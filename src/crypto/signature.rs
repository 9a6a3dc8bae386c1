use crate::error::{AuthError, Result};
use k256::elliptic_curve::scalar::IsHigh;
use std::fmt;

/// Length in bytes of a recoverable signature (`R || S || V`)
pub const SIGNATURE_LEN: usize = 65;

/// Offset at which `V` is subtracted when the legacy 27..=30 encoding is used
const LEGACY_RECOVERY_ID_OFFSET: u8 = 27;

/// 65-byte `R(32) || S(32) || V(1)` signature
///
/// Parsing only checks the length. Whether `V` is a usable recovery id and
/// whether `R`/`S` are in range is decided at recovery time.
#[derive(Clone, Copy, PartialEq, Eq, Hash)]
pub struct RecoverableSignature([u8; SIGNATURE_LEN]);

impl RecoverableSignature {
    /// Parse a raw signature
    ///
    /// # Errors
    /// `MalformedSignature` if `bytes` is not exactly 65 bytes long.
    pub fn from_slice(bytes: &[u8]) -> Result<Self> {
        let bytes: [u8; SIGNATURE_LEN] = bytes.try_into().map_err(|_| {
            AuthError::MalformedSignature(format!(
                "expected {} bytes, got {}",
                SIGNATURE_LEN,
                bytes.len()
            ))
        })?;
        Ok(Self(bytes))
    }

    /// Parse a hex signature, with or without a `0x` prefix
    pub fn from_hex(signature_hex: &str) -> Result<Self> {
        let digits = signature_hex
            .strip_prefix("0x")
            .or_else(|| signature_hex.strip_prefix("0X"))
            .unwrap_or(signature_hex);
        let bytes = hex::decode(digits)
            .map_err(|e| AuthError::HexError(format!("Failed to decode signature: {}", e)))?;
        Self::from_slice(&bytes)
    }

    pub(crate) fn from_parts(rs: &[u8; 64], v: u8) -> Self {
        let mut bytes = [0u8; SIGNATURE_LEN];
        bytes[..64].copy_from_slice(rs);
        bytes[64] = v;
        Self(bytes)
    }

    pub fn r(&self) -> &[u8] {
        &self.0[..32]
    }

    pub fn s(&self) -> &[u8] {
        &self.0[32..64]
    }

    /// `R || S` with the recovery byte stripped
    pub fn rs(&self) -> &[u8] {
        &self.0[..64]
    }

    /// Raw `V` byte as submitted
    pub fn v(&self) -> u8 {
        self.0[64]
    }

    /// Normalised recovery id in 0..=3
    ///
    /// With `accept_legacy` set, `V` in 27..=30 maps to 0..=3.
    ///
    /// # Errors
    /// `RecoveryFailure` if `V` is outside the accepted ranges.
    pub fn recovery_id(&self, accept_legacy: bool) -> Result<u8> {
        match self.v() {
            v @ 0..=3 => Ok(v),
            v @ 27..=30 if accept_legacy => Ok(v - LEGACY_RECOVERY_ID_OFFSET),
            v => Err(AuthError::RecoveryFailure(format!(
                "invalid recovery id {}",
                v
            ))),
        }
    }

    /// True if the high bit of the first byte of `S` is clear
    pub fn has_clear_s_high_bit(&self) -> bool {
        self.0[32] & 0x80 == 0
    }

    /// True if `S` is a valid scalar no greater than half the curve order
    pub fn is_low_s(&self) -> bool {
        k256::ecdsa::Signature::from_slice(self.rs())
            .map(|signature| !bool::from(signature.s().is_high()))
            .unwrap_or(false)
    }

    pub fn to_bytes(&self) -> [u8; SIGNATURE_LEN] {
        self.0
    }

    /// `0x`-prefixed lowercase hex rendering
    pub fn to_hex(&self) -> String {
        format!("0x{}", hex::encode(self.0))
    }
}

impl AsRef<[u8]> for RecoverableSignature {
    fn as_ref(&self) -> &[u8] {
        &self.0
    }
}

impl TryFrom<&[u8]> for RecoverableSignature {
    type Error = AuthError;

    fn try_from(bytes: &[u8]) -> Result<Self> {
        Self::from_slice(bytes)
    }
}

impl fmt::Debug for RecoverableSignature {
    fn fmt(&self, f: &mut fmt::Formatter<'_>) -> fmt::Result {
        f.debug_tuple("RecoverableSignature")
            .field(&self.to_hex())
            .finish()
    }
}

#[cfg(test)]
mod tests {
    use super::*;

    #[test]
    fn test_wrong_length_is_malformed() {
        for len in [0usize, 1, 64, 66, 130] {
            let bytes = vec![1u8; len];
            let result = RecoverableSignature::from_slice(&bytes);
            assert!(
                matches!(result, Err(AuthError::MalformedSignature(_))),
                "length {} should be malformed",
                len
            );
        }
    }

    #[test]
    fn test_components() {
        let mut bytes = [0u8; SIGNATURE_LEN];
        bytes[..32].fill(0x11);
        bytes[32..64].fill(0x22);
        bytes[64] = 1;
        let signature = RecoverableSignature::from_slice(&bytes).unwrap();

        assert_eq!(signature.r(), &[0x11; 32]);
        assert_eq!(signature.s(), &[0x22; 32]);
        assert_eq!(signature.rs().len(), 64);
        assert_eq!(signature.v(), 1);
        assert_eq!(signature.to_bytes(), bytes);
    }

    #[test]
    fn test_recovery_id_ranges() {
        let with_v = |v: u8| RecoverableSignature::from_parts(&[1u8; 64], v);

        assert_eq!(with_v(0).recovery_id(false).unwrap(), 0);
        assert_eq!(with_v(3).recovery_id(false).unwrap(), 3);
        assert_eq!(with_v(27).recovery_id(true).unwrap(), 0);
        assert_eq!(with_v(30).recovery_id(true).unwrap(), 3);

        assert!(matches!(
            with_v(27).recovery_id(false),
            Err(AuthError::RecoveryFailure(_))
        ));
        assert!(matches!(
            with_v(4).recovery_id(true),
            Err(AuthError::RecoveryFailure(_))
        ));
        assert!(matches!(
            with_v(31).recovery_id(true),
            Err(AuthError::RecoveryFailure(_))
        ));
    }

    #[test]
    fn test_hex_round_trip() {
        let signature = RecoverableSignature::from_parts(&[0xab; 64], 28);
        let encoded = signature.to_hex();
        assert!(encoded.starts_with("0xabab"));
        assert!(encoded.ends_with("1c"));

        assert_eq!(RecoverableSignature::from_hex(&encoded).unwrap(), signature);
        assert_eq!(
            RecoverableSignature::from_hex(&encoded[2..]).unwrap(),
            signature
        );
    }

    #[test]
    fn test_bad_hex() {
        assert!(matches!(
            RecoverableSignature::from_hex("0xnothex"),
            Err(AuthError::HexError(_))
        ));
        assert!(matches!(
            RecoverableSignature::from_hex("0xabcd"),
            Err(AuthError::MalformedSignature(_))
        ));
    }

    #[test]
    fn test_s_high_bit() {
        let mut rs = [0x01u8; 64];
        assert!(RecoverableSignature::from_parts(&rs, 0).has_clear_s_high_bit());
        assert!(RecoverableSignature::from_parts(&rs, 0).is_low_s());

        rs[32] = 0x80;
        let high = RecoverableSignature::from_parts(&rs, 0);
        assert!(!high.has_clear_s_high_bit());
        assert!(!high.is_low_s());
    }
}
use flood_map_region_models::LatLon;
use flood_map_risk_models::RawPrediction;
use serde::{Deserialize, Deserializer, Serialize};

/// Number of values the probabilistic network expects in a feature series.
pub const BAYESIAN_FEATURE_COUNT: usize = 15;

/// Backend health as reported by `GET /health`.
#[derive(Debug, Clone, PartialEq)]
pub struct HealthStatus {
    /// Whether the prediction models are loaded and usable.
    pub models_loaded: bool,
    /// Whether the live weather service is available.
    pub weather_service: bool,
    /// Free-form status string (e.g. `"healthy"`).
    pub api_status: String,
}

impl HealthStatus {
    /// Interprets a health payload.
    ///
    /// Accepts `modelsLoaded`, `models_loaded`, or the nested
    /// `models.flood_system` flag; anything else counts as not loaded.
    #[must_use]
    pub fn from_value(value: &serde_json::Value) -> Self {
        let models_loaded = value
            .get("modelsLoaded")
            .or_else(|| value.get("models_loaded"))
            .or_else(|| value.get("models").and_then(|m| m.get("flood_system")))
            .and_then(serde_json::Value::as_bool)
            .unwrap_or(false);

        let weather_service = value
            .get("services")
            .and_then(|s| s.get("weather_service"))
            .and_then(serde_json::Value::as_bool)
            .unwrap_or(false);

        let api_status = value
            .get("api_status")
            .or_else(|| value.get("status"))
            .and_then(serde_json::Value::as_str)
            .unwrap_or("unknown")
            .to_string();

        Self {
            models_loaded,
            weather_service,
            api_status,
        }
    }
}

/// Current weather conditions for a ward (`GET /weather/current/{code}`).
#[derive(Debug, Clone, PartialEq, Default, Serialize, Deserialize)]
#[serde(default)]
pub struct WeatherReading {
    /// Current rainfall in millimetres.
    #[serde(rename = "Rainfall_mm", deserialize_with = "lenient_f64")]
    pub rainfall_mm: f64,
    /// Rainfall over the last 24 hours in millimetres.
    #[serde(rename = "Rainfall_24hr", deserialize_with = "lenient_f64")]
    pub rainfall_24hr_mm: f64,
    /// Current tide level in metres.
    #[serde(rename = "Tide_Level_m", deserialize_with = "lenient_f64")]
    pub tide_level_m: f64,
    /// Today's high tide in metres.
    #[serde(rename = "High_Tide_m", deserialize_with = "lenient_f64")]
    pub high_tide_m: f64,
    /// Today's low tide in metres.
    #[serde(rename = "Low_Tide_m", deserialize_with = "lenient_f64")]
    pub low_tide_m: f64,
    /// Air temperature in degrees Celsius.
    #[serde(rename = "Temperature_C", deserialize_with = "lenient_f64")]
    pub temperature_c: f64,
    /// Relative humidity, percent.
    #[serde(rename = "Humidity_%", deserialize_with = "lenient_f64")]
    pub humidity_percent: f64,
    /// Wind speed in km/h.
    #[serde(rename = "Wind_Speed_kmh", deserialize_with = "lenient_f64")]
    pub wind_speed_kmh: f64,
    /// Season label (e.g. `"Monsoon"`).
    #[serde(deserialize_with = "lenient_string")]
    pub season: String,
    /// Human-readable conditions.
    #[serde(deserialize_with = "lenient_string")]
    pub weather_description: String,
    /// Server timestamp, as sent.
    #[serde(deserialize_with = "lenient_string")]
    pub timestamp: String,
    /// Ward code the reading is for.
    #[serde(deserialize_with = "lenient_string")]
    pub ward_code: String,
    /// Ward name the reading is for.
    #[serde(deserialize_with = "lenient_string")]
    pub ward_name: String,
    /// Location the reading was taken for.
    #[serde(deserialize_with = "lenient_coordinates")]
    pub coordinates: Option<LatLon>,
}

/// Custom weather conditions for `POST /predict/custom` and
/// `POST /predict-comprehensive`.
#[derive(Debug, Clone, PartialEq, Serialize, Deserialize)]
pub struct WeatherInput {
    /// Current rainfall in millimetres.
    pub rainfall_mm: f64,
    /// Rainfall over the last 24 hours in millimetres.
    pub rainfall_24hr: f64,
    /// Tide level in metres.
    pub tide_level_m: f64,
    /// Temperature in degrees Celsius.
    pub temperature_c: f64,
    /// Relative humidity, percent (0-100).
    pub humidity_percent: f64,
    /// Wind speed in km/h.
    pub wind_speed_kmh: f64,
    /// Season label.
    pub season: String,
}

impl Default for WeatherInput {
    fn default() -> Self {
        Self {
            rainfall_mm: 0.0,
            rainfall_24hr: 0.0,
            tide_level_m: 0.0,
            temperature_c: 28.0,
            humidity_percent: 80.0,
            wind_speed_kmh: 0.0,
            season: "Monsoon".to_string(),
        }
    }
}

/// Body of `POST /predict-comprehensive`.
#[derive(Debug, Clone, PartialEq, Serialize, Deserialize)]
pub struct ComprehensiveRequest {
    /// Ward to predict for.
    pub ward_code: String,
    /// Weather to predict with; the backend uses live data when absent.
    #[serde(skip_serializing_if = "Option::is_none")]
    pub weather: Option<WeatherInput>,
}

/// Body of `POST /bayesian/predict`.
#[derive(Debug, Clone, PartialEq, Serialize, Deserialize)]
pub struct BayesianRequest {
    /// Ward to predict for.
    pub ward_code: String,
    /// Exactly [`BAYESIAN_FEATURE_COUNT`] finite feature values.
    pub features: Vec<f64>,
}

/// Body of `POST /routing/safe-route`.
#[derive(Debug, Clone, Copy, PartialEq, Serialize, Deserialize)]
pub struct SafeRouteRequest {
    /// Starting point.
    pub origin: LatLon,
    /// Destination.
    pub destination: LatLon,
}

/// A route that avoids high-risk wards.
#[derive(Debug, Clone, PartialEq, Default, Serialize, Deserialize)]
#[serde(default)]
pub struct SafeRoute {
    /// Ordered waypoints from origin to destination.
    pub waypoints: Vec<LatLon>,
    /// Route length in kilometres.
    #[serde(deserialize_with = "lenient_f64")]
    pub distance_km: f64,
    /// Ward codes the route was steered around.
    pub avoided_wards: Vec<String>,
    /// Aggregate risk along the route, in [0, 1].
    #[serde(deserialize_with = "lenient_f64")]
    pub risk_score: f64,
}

/// Body of `POST /routing/nearest-safe-zone`.
#[derive(Debug, Clone, Copy, PartialEq, Serialize, Deserialize)]
pub struct NearestSafeZoneRequest {
    /// Where the user is.
    pub location: LatLon,
}

/// The closest low-risk location to a point.
#[derive(Debug, Clone, PartialEq, Default, Serialize, Deserialize)]
#[serde(default)]
pub struct SafeZone {
    /// Name of the safe zone.
    #[serde(deserialize_with = "lenient_string")]
    pub name: String,
    /// Where it is.
    #[serde(deserialize_with = "lenient_coordinates")]
    pub location: Option<LatLon>,
    /// Distance from the requested point in kilometres.
    #[serde(deserialize_with = "lenient_f64")]
    pub distance_km: f64,
    /// Ward the zone lies in, if reported.
    pub ward_code: Option<String>,
}

/// Summary block of `GET /predict/all-wards`.
#[derive(Debug, Clone, PartialEq, Default, Serialize, Deserialize)]
#[serde(default)]
pub struct BatchSummary {
    /// Number of wards predicted.
    pub total_wards: u64,
    /// Wards assessed as high risk.
    pub high_risk_wards: u64,
    /// Wards the tree-ensemble model put at level 1.
    pub medium_risk_wards: u64,
    /// Wards the tree-ensemble model put at level 0.
    pub low_risk_wards: u64,
    /// Mean probabilistic-network probability across wards.
    #[serde(deserialize_with = "lenient_f64")]
    pub average_bayesian_probability: f64,
}

/// Result of `GET /predict/all-wards`.
#[derive(Debug, Clone, PartialEq)]
pub struct BatchPredictions {
    /// One raw prediction per ward.
    pub predictions: Vec<RawPrediction>,
    /// Server-computed summary.
    pub summary: BatchSummary,
}

/// One ward's cluster assignment (`GET /wards/clusters`).
#[derive(Debug, Clone, PartialEq, Default, Serialize, Deserialize)]
#[serde(default)]
pub struct WardCluster {
    /// Ward code.
    #[serde(rename = "Ward", deserialize_with = "lenient_string")]
    pub ward_code: String,
    /// Ward name.
    #[serde(rename = "Ward_Name", deserialize_with = "lenient_string")]
    pub ward_name: String,
    /// Cluster index.
    pub cluster: i64,
    /// Risk zone label of the cluster.
    #[serde(deserialize_with = "lenient_string")]
    pub risk_zone: String,
}

/// Result of `GET /wards/clusters`.
#[derive(Debug, Clone, PartialEq, Default, Serialize, Deserialize)]
#[serde(default)]
pub struct WardClusters {
    /// Per-ward assignments.
    pub ward_clusters: Vec<WardCluster>,
    /// Number of wards per risk zone.
    pub cluster_summary: BTreeMap<String, u64>,
}

/// Acknowledgement of `POST /models/retrain`. Training runs in the
/// background; poll [`HealthStatus`] to see when the models are loaded.
#[derive(Debug, Clone, PartialEq, Eq, Default, Serialize, Deserialize)]
#[serde(default)]
pub struct RetrainStatus {
    /// Server message.
    #[serde(deserialize_with = "lenient_string")]
    pub message: String,
}

/// Tree-ensemble block of `GET /models/info`.
#[derive(Debug, Clone, PartialEq, Eq, Default, Serialize, Deserialize)]
#[serde(default)]
pub struct TreeEnsembleInfo {
    /// Number of trees.
    pub n_estimators: u64,
    /// Maximum tree depth.
    pub max_depth: u64,
    /// Feature columns the ensemble was trained on.
    pub features: Vec<String>,
}

/// Clustering block of `GET /models/info`.
#[derive(Debug, Clone, PartialEq, Eq, Default, Serialize, Deserialize)]
#[serde(default)]
pub struct ClusteringInfo {
    /// Number of clusters.
    pub n_clusters: u64,
    /// Clustering algorithm name.
    #[serde(deserialize_with = "lenient_string")]
    pub algorithm: String,
}

/// Probabilistic-network block of `GET /models/info`.
#[derive(Debug, Clone, PartialEq, Eq, Default, Serialize, Deserialize)]
#[serde(default)]
pub struct ProbabilisticInfo {
    /// Whether the network was built.
    pub available: bool,
    /// Network node names.
    pub nodes: Vec<String>,
}

/// Training dataset block of `GET /models/info`.
#[derive(Debug, Clone, PartialEq, Eq, Default, Serialize, Deserialize)]
#[serde(default)]
pub struct DatasetInfo {
    /// Rows in the training dataset.
    pub total_records: u64,
    /// Dataset column names.
    pub features: Vec<String>,
}

/// Result of `GET /models/info`.
#[derive(Debug, Clone, PartialEq, Eq, Default, Serialize, Deserialize)]
#[serde(default)]
pub struct ModelInfo {
    /// Tree-ensemble classifier.
    #[serde(rename = "random_forest")]
    pub tree_ensemble: TreeEnsembleInfo,
    /// Ward clustering.
    pub clustering: ClusteringInfo,
    /// Probabilistic network.
    #[serde(rename = "bayesian_network")]
    pub probabilistic: ProbabilisticInfo,
    /// Training data.
    #[serde(rename = "dataset_info")]
    pub dataset: DatasetInfo,
}

fn lenient_f64<'de, D>(deserializer: D) -> Result<f64, D::Error>
where
    D: Deserializer<'de>,
{
    let value = serde_json::Value::deserialize(deserializer)?;
    let n = match &value {
        serde_json::Value::Number(n) => n.as_f64(),
        serde_json::Value::String(s) => s.trim().parse::<f64>().ok(),
        _ => None,
    };
    Ok(n.filter(|n| n.is_finite()).unwrap_or(0.0))
}

fn lenient_string<'de, D>(deserializer: D) -> Result<String, D::Error>
where
    D: Deserializer<'de>,
{
    let value = serde_json::Value::deserialize(deserializer)?;
    Ok(match value {
        serde_json::Value::String(s) => s,
        serde_json::Value::Null => String::new(),
        other => other.to_string(),
    })
}

fn lenient_coordinates<'de, D>(deserializer: D) -> Result<Option<LatLon>, D::Error>
where
    D: Deserializer<'de>,
{
    let value = serde_json::Value::deserialize(deserializer)?;
    let lat = value.get("lat").and_then(serde_json::Value::as_f64);
    let lon = value
        .get("lon")
        .or_else(|| value.get("lng"))
        .and_then(serde_json::Value::as_f64);

    Ok(match (lat, lon) {
        (Some(lat), Some(lon)) => Some(LatLon::new(lat, lon)).filter(LatLon::is_valid),
        _ => None,
    })
}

☆ ☆ ☆

▸ **Problem**:
The answer must be every line from the records above that contains "reported".

▸ **Response below**:
/// Backend health as reported by `GET /health`.
    /// Ward the zone lies in, if reported.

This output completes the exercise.